Frequent restarts by SNO: If a node operator is testing a setting or something like that and restarts the node several time in a short period, I do not see the need for the filewalker to run each time.
This could be handled by a delayed start option. But the biggest painpoint was indeed that it would start from the beginning every time and this should go away. At least it would resume and come to an end at some point.
Errors: When there is an error during filewalking it is questionable if it should restart. Chance is that the error repeats. However it would depend on the kind of error. If it is simply something like memory starvation or slow disk, I don’t see a reason why it should not restart and resume calculating. As it would not start from beginning even if it fails again it should move forward and come to an and at some point as well.
Successful completion: When it has completed successfully there is normally no urgent need to run it again soon. AFAIK once we have current data this gets cached and updated by the actual up- and downloads. So a configurable setting when to run again after the last successful completion would help to prevent unnecessary filewalker runs. Maybe it would be enough to run it once a week only if we have actual data from a previous run.

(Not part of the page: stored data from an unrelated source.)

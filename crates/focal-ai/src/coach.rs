//! Daily productivity insight generation.
//!
//! Builds a coaching prompt from an account's trailing-week statistics,
//! asks the generation service for a structured report, and substitutes
//! a canned payload when the service is unreachable or replies with
//! something unparseable. Callers persist the result either way.

use serde::{Deserialize, Serialize};
use tracing::{debug, warn};

use focal_core::{CoachingWindow, CreateInsightRequest, Result, ServiceOutcome};

use crate::client::GenerationClient;

/// Insight type recorded for daily summaries.
pub const DAILY_SUMMARY_TYPE: &str = "daily_summary";

/// Confidence recorded on every daily summary, authentic or fallback.
const DAILY_CONFIDENCE: f64 = 0.85;

const MAX_TOKENS: u32 = 800;
const TEMPERATURE: f32 = 0.7;

/// Structured report produced (or substituted) for a daily summary.
#[derive(Debug, Clone, PartialEq, Serialize, Deserialize)]
pub struct InsightPayload {
    pub daily_summary: String,
    pub focus_score: f64,
    pub productivity_trend: String,
    pub suggestions: Vec<String>,
    pub achievements: Vec<String>,
    pub next_actions: Vec<String>,
    pub motivation_message: String,
}

/// Build the coaching prompt for one account's trailing week.
pub fn coaching_prompt(window: &CoachingWindow) -> String {
    format!(
        r#"You are a professional productivity coach. Analyze the following user data and respond with insights.

User profile:
- Name: {username}
- Plan: {plan}
- Working hours: {work_start} - {work_end}

Last 7 days:
- Total tasks: {tasks_total}
- Completed tasks: {tasks_completed}
- Completion rate: {completion_rate:.1}%
- Notes written: {notes_created}
- Focus sessions: {session_count}
- Total focus time: {focus_minutes} minutes
- Average focus score: {avg_focus_score:.1}/10

Respond with JSON in exactly this shape:
{{
    "daily_summary": "friendly 2-3 sentence summary of recent productivity",
    "focus_score": <number from 1 to 10>,
    "productivity_trend": "rising/falling/steady",
    "suggestions": [
        "concrete improvement 1",
        "concrete improvement 2",
        "concrete improvement 3"
    ],
    "achievements": [
        "this week's win 1",
        "this week's win 2"
    ],
    "next_actions": [
        "recommended next step 1",
        "recommended next step 2"
    ],
    "motivation_message": "a short encouragement"
}}"#,
        username = window.username,
        plan = window.plan,
        work_start = window.work_start_time,
        work_end = window.work_end_time,
        tasks_total = window.stats.tasks_total,
        tasks_completed = window.stats.tasks_completed,
        completion_rate = window.stats.completion_rate,
        notes_created = window.stats.notes_created,
        session_count = window.session_count,
        focus_minutes = window.stats.focus_minutes,
        avg_focus_score = window.avg_focus_score,
    )
}

/// The canned report used when generation fails.
pub fn fallback_payload(username: &str) -> InsightPayload {
    InsightPayload {
        daily_summary: format!(
            "Nice work today, {}! Your steady effort keeps adding up to real progress.",
            username
        ),
        focus_score: 7.5,
        productivity_trend: "steady".to_string(),
        suggestions: vec![
            "Rank today's tasks and start with the most important one".to_string(),
            "Try the pomodoro rhythm: 25 minutes of focus, then a 5 minute break".to_string(),
            "Set three key goals for the day".to_string(),
        ],
        achievements: vec![
            "Kept ideas organized with regular notes".to_string(),
            "Built a consistent task management habit".to_string(),
        ],
        next_actions: vec![
            "Pick the single most important unfinished task".to_string(),
            "Sketch tomorrow's three main goals ahead of time".to_string(),
        ],
        motivation_message: "Small steps count as real progress. Keep going!".to_string(),
    }
}

/// Generate the daily report for one account's coaching window.
///
/// An unconfigured client skips straight to [`fallback_payload`].
/// Transport and parse failures both degrade to it as well; the raw
/// error is retained on the outcome for logging.
pub async fn daily_insight(
    client: &GenerationClient,
    window: &CoachingWindow,
) -> ServiceOutcome<InsightPayload> {
    if !client.is_configured() {
        debug!("Insight generation skipped: no generation service configured");
        return ServiceOutcome::Skipped(fallback_payload(&window.username));
    }

    let prompt = coaching_prompt(window);

    match client.complete("", &prompt, MAX_TOKENS, TEMPERATURE).await {
        Ok(reply) => match serde_json::from_str::<InsightPayload>(&reply) {
            Ok(payload) => ServiceOutcome::Served(payload),
            Err(e) => {
                warn!("Discarding malformed coaching reply: {}", e);
                ServiceOutcome::recovered(fallback_payload(&window.username), e.to_string())
            }
        },
        Err(e) => {
            warn!("Coaching generation failed: {}", e);
            ServiceOutcome::recovered(fallback_payload(&window.username), e.to_string())
        }
    }
}

/// Build the insight record persisted for a coaching payload.
///
/// Metadata echoes the four statistics the payload was generated from,
/// whether or not the payload is the fallback.
pub fn insight_record(
    window: &CoachingWindow,
    payload: &InsightPayload,
) -> Result<CreateInsightRequest> {
    Ok(CreateInsightRequest {
        insight_type: DAILY_SUMMARY_TYPE.to_string(),
        title: Some(format!(
            "Daily productivity report for {}",
            window.username
        )),
        content: serde_json::to_string(payload)?,
        metadata: serde_json::json!({
            "completion_rate": window.stats.completion_rate,
            "focus_time": window.stats.focus_minutes,
            "tasks_count": window.stats.tasks_total,
            "notes_count": window.stats.notes_created,
        }),
        confidence_score: Some(DAILY_CONFIDENCE),
        is_actionable: false,
        expires_at: None,
    })
}
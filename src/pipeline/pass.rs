// src/pipeline/pass.rs

//! Pass driver: fetch → extract → classify → download → record → sweep.
//!
//! A pass is sequential; only the downloads inside it fan out, bounded by
//! `http.max_concurrent`. Results are drained on this task, so every store
//! write and the single cursor update are serialized by construction.

use std::collections::BTreeSet;
use std::path::{Path, PathBuf};

use chrono::Utc;
use futures::stream::{self, StreamExt};

use crate::config::Config;
use crate::error::Result;
use crate::models::{Cursor, DocumentReference, TrackedDocument};
use crate::pipeline::{advance_cursor, classify, dedup, sweep};
use crate::services::{Downloader, ListingFetcher};
use crate::storage::{MetadataStore, StoreState};
use crate::utils::{format_size, sanitize_filename};

/// Shared collaborators for running passes.
pub struct PassContext<'a> {
    pub config: &'a Config,
    pub fetcher: &'a ListingFetcher,
    pub downloader: &'a Downloader,
    pub store: &'a dyn MetadataStore,
}

/// Per-invocation options.
#[derive(Debug, Default, Clone)]
pub struct PassOptions {
    /// Case-insensitive substring filter over filename and title
    pub keyword: Option<String>,

    /// Replaces the persisted cursor before classification
    pub override_cursor: Option<Cursor>,

    /// Download-all mode: ignore cursor and processed set, no batch cap,
    /// and leave the cursor untouched
    pub ignore_cursor: bool,
}

/// What happened during one pass.
#[derive(Debug, Default)]
pub struct PassSummary {
    pub found: usize,
    pub eligible: usize,
    pub downloaded: usize,
    pub duplicates: usize,
    pub failed: usize,
    pub seen: usize,
    pub filtered_out: usize,
    pub swept: usize,
    pub bytes_downloaded: u64,
    /// Listing unchanged since last clean pass; classification skipped
    pub short_circuited: bool,
}

impl PassSummary {
    /// Log the end-of-pass summary, printed regardless of partial failures.
    pub fn log(&self) {
        if self.short_circuited {
            log::info!(
                "No changes detected on the listing page ({} swept)",
                self.swept
            );
            return;
        }
        log::info!(
            "Pass complete: {} found, {} eligible, {} downloaded ({}), \
             {} duplicate, {} failed, {} already seen, {} filtered out, {} swept",
            self.found,
            self.eligible,
            self.downloaded,
            format_size(self.bytes_downloaded),
            self.duplicates,
            self.failed,
            self.seen,
            self.filtered_out,
            self.swept
        );
    }
}

/// Run one full monitoring pass.
pub async fn run_pass(ctx: &PassContext<'_>, options: &PassOptions) -> Result<PassSummary> {
    let now = Utc::now();
    let download_dir = ctx.config.download_dir();
    tokio::fs::create_dir_all(&download_dir).await?;

    let mut state = ctx.store.load().await?;
    let mut summary = PassSummary::default();

    // Sweeping runs first and independently of detection.
    let swept = sweep(now, &state.tracked, &download_dir, ctx.store).await;
    for outcome in &swept {
        if outcome.error.is_none() {
            state.tracked.remove(&outcome.filename);
        }
    }
    summary.swept = swept.iter().filter(|o| o.deleted).count();

    let references = ctx.fetcher.fetch_references().await?;
    summary.found = references.len();
    state.stats.record_check(now);

    let page_fp = dedup::page_fingerprint(&references);
    let plain_monitor_pass = !options.ignore_cursor && options.override_cursor.is_none();
    if plain_monitor_pass
        && state
            .monitor
            .can_short_circuit(&page_fp, options.keyword.as_deref())
    {
        summary.short_circuited = true;
        ctx.store.commit_stats(&state.stats).await?;
        summary.log();
        return Ok(summary);
    }

    let references = ctx.fetcher.probe_published(references).await;
    let listed_urls: BTreeSet<String> = references.iter().map(|r| r.url.clone()).collect();

    let effective_cursor = options
        .override_cursor
        .clone()
        .or_else(|| state.cursor.clone());

    let classification = if options.ignore_cursor {
        // Bulk mode: everything unrecorded that passes the filter.
        classify(references, None, &state, options.keyword.as_deref(), usize::MAX)
    } else {
        classify(
            references,
            effective_cursor.as_ref(),
            &state,
            options.keyword.as_deref(),
            ctx.config.monitor.initial_batch_limit,
        )
    };
    summary.eligible = classification.eligible.len();
    summary.seen = classification.seen;
    summary.filtered_out = classification.filtered_out;
    if classification.truncated > 0 {
        log::info!(
            "Initial run: limiting to the {} most recent of {} new documents",
            ctx.config.monitor.initial_batch_limit,
            summary.eligible + classification.truncated
        );
    }

    let (completed, failed) = download_eligible(ctx, classification.eligible, &mut state, &mut summary)
        .await;

    if !options.ignore_cursor {
        if let Some(cursor) = advance_cursor(effective_cursor.as_ref(), &completed, &failed, now) {
            log::info!(
                "Cursor advanced to {} (position {})",
                cursor.filename,
                cursor.position
            );
            ctx.store.commit_cursor(&cursor).await?;
        } else if let Some(override_cursor) = &options.override_cursor {
            ctx.store.commit_cursor(override_cursor).await?;
        }
    }

    // Entries that left the listing can never become candidates again.
    state
        .monitor
        .processed_urls
        .retain(|url| listed_urls.contains(url));
    for reference in &completed {
        state.monitor.processed_urls.insert(reference.url.clone());
    }
    state.monitor.page_fingerprint = page_fp;
    state.monitor.keyword = options.keyword.clone();
    state.monitor.last_pass_failures = summary.failed as u64;
    ctx.store.commit_monitor(&state.monitor).await?;

    state.stats.new_documents_found += summary.eligible as u64;
    state.stats.total_downloaded += summary.downloaded as u64;
    state.stats.total_skipped += (summary.duplicates + summary.seen) as u64;
    ctx.store.commit_stats(&state.stats).await?;

    summary.log();
    Ok(summary)
}

/// Download eligible candidates with bounded concurrency and commit each
/// result as it completes.
///
/// Returns the references that completed (downloaded or duplicate-skipped)
/// and those that failed.
async fn download_eligible(
    ctx: &PassContext<'_>,
    eligible: Vec<DocumentReference>,
    state: &mut StoreState,
    summary: &mut PassSummary,
) -> (Vec<DocumentReference>, Vec<DocumentReference>) {
    let download_dir = ctx.config.download_dir();
    let concurrency = ctx.config.http.max_concurrent.max(1);
    let mut known_fingerprints = state.known_fingerprints();

    let mut completed = Vec::new();
    let mut failed = Vec::new();

    let mut downloads = stream::iter(eligible)
        .map(|reference| async move {
            let result = ctx.downloader.fetch(&reference.url).await;
            (reference, result)
        })
        .buffer_unordered(concurrency);

    while let Some((reference, result)) = downloads.next().await {
        let bytes = match result {
            Ok(bytes) => bytes,
            Err(error) => {
                log::error!("Failed to download {}: {error}", reference.filename);
                summary.failed += 1;
                failed.push(reference);
                continue;
            }
        };

        // Check-then-commit happens here on the driver task, so concurrent
        // downloads cannot race the fingerprint set.
        let (accept, fingerprint) = dedup::should_store(&bytes, &known_fingerprints);
        if !accept {
            log::info!(
                "Skipping {} (byte-identical content already stored)",
                reference.filename
            );
            summary.duplicates += 1;
            completed.push(reference);
            continue;
        }

        match store_document(ctx, &download_dir, &reference, &bytes, &fingerprint, state).await {
            Ok(document) => {
                log::info!(
                    "Downloaded {} ({}) - expires {}",
                    document.filename,
                    format_size(document.size_bytes),
                    document.expires_at.format("%Y-%m-%d %H:%M")
                );
                summary.downloaded += 1;
                summary.bytes_downloaded += document.size_bytes;
                known_fingerprints.insert(fingerprint);
                state.tracked.insert(document.filename.clone(), document);
                completed.push(reference);
            }
            Err(error) => {
                log::error!("Failed to store {}: {error}", reference.filename);
                summary.failed += 1;
                failed.push(reference);
            }
        }
    }

    (completed, failed)
}

/// Write the payload to disk atomically, then record it in the store.
///
/// The fingerprint is persisted only after the rename commits, so a crash in
/// between leaves no record and the document is simply re-downloaded.
async fn store_document(
    ctx: &PassContext<'_>,
    download_dir: &Path,
    reference: &DocumentReference,
    bytes: &[u8],
    fingerprint: &str,
    state: &StoreState,
) -> Result<TrackedDocument> {
    let (filename, path) = destination(download_dir, &reference.filename, state).await;

    let tmp = path.with_extension("part");
    tokio::fs::write(&tmp, bytes).await?;
    tokio::fs::rename(&tmp, &path).await?;

    let downloaded_at = Utc::now();
    let document = TrackedDocument {
        filename,
        title: reference.title.clone(),
        source_url: reference.url.clone(),
        fingerprint: fingerprint.to_string(),
        downloaded_at,
        size_bytes: bytes.len() as u64,
        expires_at: downloaded_at + ctx.config.retention_window(),
        date_source: reference.date_source,
    };
    ctx.store.commit_document(&document).await?;
    Ok(document)
}

/// Pick a destination filename, decorating it when a different document
/// already owns the name.
async fn destination(
    download_dir: &Path,
    filename: &str,
    state: &StoreState,
) -> (String, PathBuf) {
    let filename = sanitize_filename(filename);
    let mut candidate = filename.clone();
    let mut n = 1;
    loop {
        let path = download_dir.join(&candidate);
        let taken = state.tracked.contains_key(&candidate)
            || tokio::fs::try_exists(&path).await.unwrap_or(false);
        if !taken {
            return (candidate, path);
        }
        candidate = decorate(&filename, n);
        n += 1;
    }
}

fn decorate(filename: &str, n: u32) -> String {
    match filename.rsplit_once('.') {
        Some((stem, ext)) => format!("{stem}_{n}.{ext}"),
        None => format!("{filename}_{n}"),
    }
}

/// Run the continuous monitor loop until interrupted.
pub async fn run_monitor(ctx: &PassContext<'_>, options: &PassOptions) -> Result<()> {
    let interval = std::time::Duration::from_secs(ctx.config.monitor.interval_minutes * 60);
    log::info!(
        "Monitoring {} every {} minutes (retention {}h)",
        ctx.config.monitor.base_url,
        ctx.config.monitor.interval_minutes,
        ctx.config.monitor.retention_hours
    );

    // The override only applies to the first pass; later passes resume from
    // the persisted cursor it replaced.
    let mut options = options.clone();
    loop {
        match run_pass(ctx, &options).await {
            Ok(_) => {}
            Err(error) => log::error!("Pass failed: {error}. Retrying next interval."),
        }
        options.override_cursor = None;

        log::info!(
            "Sleeping for {} minutes...",
            ctx.config.monitor.interval_minutes
        );
        tokio::select! {
            _ = tokio::time::sleep(interval) => {}
            _ = tokio::signal::ctrl_c() => {
                log::info!("Monitoring stopped by user");
                return Ok(());
            }
        }
    }
}

/// Sweep expired files without fetching the listing (cleanup-only mode).
pub async fn run_cleanup(ctx: &PassContext<'_>) -> Result<usize> {
    let state = ctx.store.load().await?;
    let outcomes = sweep(Utc::now(), &state.tracked, &ctx.config.download_dir(), ctx.store).await;
    let deleted = outcomes.iter().filter(|o| o.deleted).count();
    let failures = outcomes.iter().filter(|o| o.error.is_some()).count();
    if failures > 0 {
        log::warn!("Cleanup finished with {failures} failures");
    }
    log::info!("Cleaned up {deleted} expired files");
    Ok(deleted)
}
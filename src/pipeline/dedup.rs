// src/pipeline/dedup.rs

//! Content fingerprinting and deduplication.
//!
//! The fingerprint over downloaded bytes is the sole dedup signal. Filename
//! collisions are not: two different URLs may serve byte-identical content
//! (a reposted PDF) and must be stored once, while two distinct documents
//! may share a filename and must both be kept.

use std::collections::HashSet;

use sha2::{Digest, Sha256};

use crate::models::DocumentReference;

/// Hex SHA-256 over exact byte content.
pub fn fingerprint(bytes: &[u8]) -> String {
    hex::encode(Sha256::digest(bytes))
}

/// Decide whether a downloaded payload should be stored.
///
/// Pure: the caller persists the fingerprint only after the file write
/// commits, so a crash between download and commit just re-downloads.
pub fn should_store(bytes: &[u8], known: &HashSet<String>) -> (bool, String) {
    let fp = fingerprint(bytes);
    let accept = !known.contains(&fp);
    (accept, fp)
}

/// Fingerprint of the listing's PDF links, for unchanged-page detection.
///
/// Hashes only the links themselves so dynamic page chrome doesn't register
/// as a change.
pub fn page_fingerprint(references: &[DocumentReference]) -> String {
    let mut hasher = Sha256::new();
    for reference in references {
        hasher.update(reference.url.as_bytes());
        hasher.update(b"|");
        hasher.update(reference.title.as_bytes());
        hasher.update(b"\n");
    }
    hex::encode(hasher.finalize())
}
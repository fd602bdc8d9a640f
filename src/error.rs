// src/error.rs

//! Unified error handling for the monitor application.

use std::fmt;

use thiserror::Error;

/// Result type alias for monitor operations.
pub type Result<T> = std::result::Result<T, AppError>;

/// Unified application error type.
#[derive(Error, Debug)]
pub enum AppError {
    /// I/O operation failed
    #[error("I/O error: {0}")]
    Io(#[from] std::io::Error),

    /// HTTP request failed
    #[error("HTTP error: {0}")]
    Http(#[from] reqwest::Error),

    /// JSON serialization/deserialization failed
    #[error("JSON error: {0}")]
    Json(#[from] serde_json::Error),

    /// TOML parsing failed
    #[error("TOML parse error: {0}")]
    Toml(#[from] toml::de::Error),

    /// URL parsing failed
    #[error("URL parse error: {0}")]
    Url(#[from] url::ParseError),

    /// Configuration error
    #[error("Configuration error: {0}")]
    Config(String),

    /// Persisted state unreadable or inconsistent
    #[error("State error: {0}")]
    State(String),

    /// Download failed for a specific document
    #[error("Download error for {context}: {message}")]
    Download { context: String, message: String },
}

impl AppError {
    /// Create a configuration error.
    pub fn config(message: impl Into<String>) -> Self {
        Self::Config(message.into())
    }

    /// Create a state error.
    pub fn state(message: impl Into<String>) -> Self {
        Self::State(message.into())
    }

    /// Create a download error with context.
    pub fn download(context: impl Into<String>, message: impl fmt::Display) -> Self {
        Self::Download {
            context: context.into(),
            message: message.to_string(),
        }
    }
}
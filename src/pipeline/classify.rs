// src/pipeline/classify.rs

//! Change detection: classify candidates against persisted state and decide
//! how the cursor advances after a pass.
//!
//! The results page offers no feed, no sequence numbers, and no reliable
//! ETags, so "new" is derived from three persisted signals: the resume
//! cursor, the set of already-processed reference URLs, and the tracked
//! document records. The keyword filter is applied before any of them, and
//! filtered-out candidates leave no trace in persisted state, so a later
//! run with a different (or no) filter still surfaces them.

use chrono::{DateTime, Utc};

use crate::models::{Cursor, DocumentReference};
use crate::storage::StoreState;

/// Result of classifying one pass's candidates.
#[derive(Debug, Default)]
pub struct Classification {
    /// Candidates to download, in listing order (most recent first)
    pub eligible: Vec<DocumentReference>,

    /// Filtered-in candidates already recorded or already processed
    pub seen: usize,

    /// Candidates the keyword filter excluded
    pub filtered_out: usize,

    /// Eligible candidates dropped by the initial-run batch cap
    pub truncated: usize,
}

/// Classify candidates into eligible / seen / filtered-out.
///
/// A filtered-in candidate is eligible when it is not recorded in the store
/// and either sorts strictly after the cursor or was never processed at all.
/// The second branch is what lets a failed download retry and lets an
/// unfiltered run pick up documents an earlier filtered run skipped over.
///
/// With no cursor (first run, or corrupt state) everything unrecorded is
/// eligible, truncated to `initial_batch_limit` keeping the most recent
/// (lowest) positions.
pub fn classify(
    candidates: Vec<DocumentReference>,
    cursor: Option<&Cursor>,
    state: &StoreState,
    keyword: Option<&str>,
    initial_batch_limit: usize,
) -> Classification {
    let mut result = Classification::default();

    for candidate in candidates {
        if !candidate.matches_keyword(keyword) {
            result.filtered_out += 1;
            continue;
        }

        if state.is_recorded(&candidate) {
            result.seen += 1;
            continue;
        }

        let eligible = match cursor {
            None => true,
            Some(cursor) => {
                candidate.is_after(cursor)
                    || !state.monitor.processed_urls.contains(&candidate.url)
            }
        };

        if eligible {
            result.eligible.push(candidate);
        } else {
            result.seen += 1;
        }
    }

    if cursor.is_none() && result.eligible.len() > initial_batch_limit {
        // Candidates arrive in listing order, so truncating the tail keeps
        // the most recent positions.
        result.truncated = result.eligible.len() - initial_batch_limit;
        result.eligible.truncate(initial_batch_limit);
    }

    result
}

/// Compute the cursor after a pass.
///
/// The cursor moves to the completed candidate (downloaded or skipped as a
/// byte-identical duplicate) with the smallest position, but never past a
/// failed candidate: a failure at position p pins the cursor above p so the
/// item stays strictly after it and is retried next pass. Returns `None`
/// when the cursor should not move.
pub fn advance_cursor(
    current: Option<&Cursor>,
    completed: &[DocumentReference],
    failed: &[DocumentReference],
    now: DateTime<Utc>,
) -> Option<Cursor> {
    let failure_bound = failed.iter().map(|r| r.position).max();

    let best = completed
        .iter()
        .filter(|r| failure_bound.is_none_or(|bound| r.position > bound))
        .min_by_key(|r| r.position)?;

    match current {
        Some(cursor) if !best.is_after(cursor) => None,
        _ => Some(Cursor::from_reference(best, now)),
    }
}
// src/storage/mod.rs

//! Storage abstractions for tracking metadata.
//!
//! One logical record per tracked document, plus a singleton cursor record,
//! the monitor state, and advisory stats.
//!
//! ## Directory Structure
//!
//! ```text
//! results/
//! ├── *.pdf                 # Downloaded documents
//! └── metadata/
//!     ├── tracked.json      # filename -> TrackedDocument
//!     ├── cursor.json       # Resume cursor (singleton)
//!     ├── monitor.json      # Processed references + page fingerprint
//!     └── stats.json        # Advisory counters
//! ```

pub mod json;

use std::collections::{BTreeMap, HashSet};

use async_trait::async_trait;

use crate::error::Result;
use crate::models::{Cursor, DocumentReference, MonitorState, MonitorStats, TrackedDocument};

// Re-export for convenience
pub use json::JsonStore;

/// Everything the store knows, loaded at pass start.
#[derive(Debug, Clone, Default)]
pub struct StoreState {
    pub cursor: Option<Cursor>,
    /// Tracked documents keyed by on-disk filename
    pub tracked: BTreeMap<String, TrackedDocument>,
    pub monitor: MonitorState,
    pub stats: MonitorStats,
}

impl StoreState {
    /// Fingerprints of all currently tracked documents.
    pub fn known_fingerprints(&self) -> HashSet<String> {
        self.tracked
            .values()
            .map(|doc| doc.fingerprint.clone())
            .collect()
    }

    /// Whether a candidate is already recorded as a tracked document.
    ///
    /// Matches on source URL; a bare filename collision is deliberately not
    /// enough, since two distinct documents may share a filename.
    pub fn is_recorded(&self, reference: &DocumentReference) -> bool {
        self.tracked
            .values()
            .any(|doc| doc.source_url == reference.url)
    }
}

/// Trait for metadata persistence backends.
///
/// All writes must be atomic at the file level: an interrupted commit leaves
/// the previous record intact, never a half-written one.
#[async_trait]
pub trait MetadataStore: Send + Sync {
    /// Load persisted state. Corrupt records degrade to their defaults with
    /// a logged warning rather than failing the pass.
    async fn load(&self) -> Result<StoreState>;

    /// Record a tracked document after its file write committed.
    async fn commit_document(&self, document: &TrackedDocument) -> Result<()>;

    /// Remove a tracked document's record. Missing entries are a no-op.
    async fn remove_document(&self, filename: &str) -> Result<()>;

    /// Replace the singleton cursor.
    async fn commit_cursor(&self, cursor: &Cursor) -> Result<()>;

    /// Replace the monitor state.
    async fn commit_monitor(&self, state: &MonitorState) -> Result<()>;

    /// Replace the advisory stats record.
    async fn commit_stats(&self, stats: &MonitorStats) -> Result<()>;
}
// src/services/mod.rs

//! External-facing services: listing retrieval, link extraction, downloads.

mod download;
mod extract;
mod listing;

pub use download::Downloader;
pub use extract::extract_references;
pub use listing::ListingFetcher;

Alexey · May 5, 2024, 1:14pm

and this fix is a part of the fix for this situation.

that’s part is easy - just restart the ~~potato~~ node.

that part I didn’t get. Why?

jammerdan · May 7, 2024, 4:21am

Thinking about it, how exactly will this work? I am not sure if this solves it.
2 painpoints I was thinking of:

Does used-space filewalker need to run immediately after a restart? As there are other processes on start as well consuming IOPS, used-space filewalker does not seem to be the most urgent one to run on start-up. So starting it could be delayed by a time set by SNO. This way, if SNO restarts the node within that timeframe the filewalker would not start.
Second was that it would start from the beginning every time. This gets solved indeed. But after it has finished and I restart the node, it would start again from the scratch, right? So let’s say it was running for 3 days and finally all data is up to date and when I restart the node on day 4 to increase storage space, then the filewalker starts again despite really being required to run again, right?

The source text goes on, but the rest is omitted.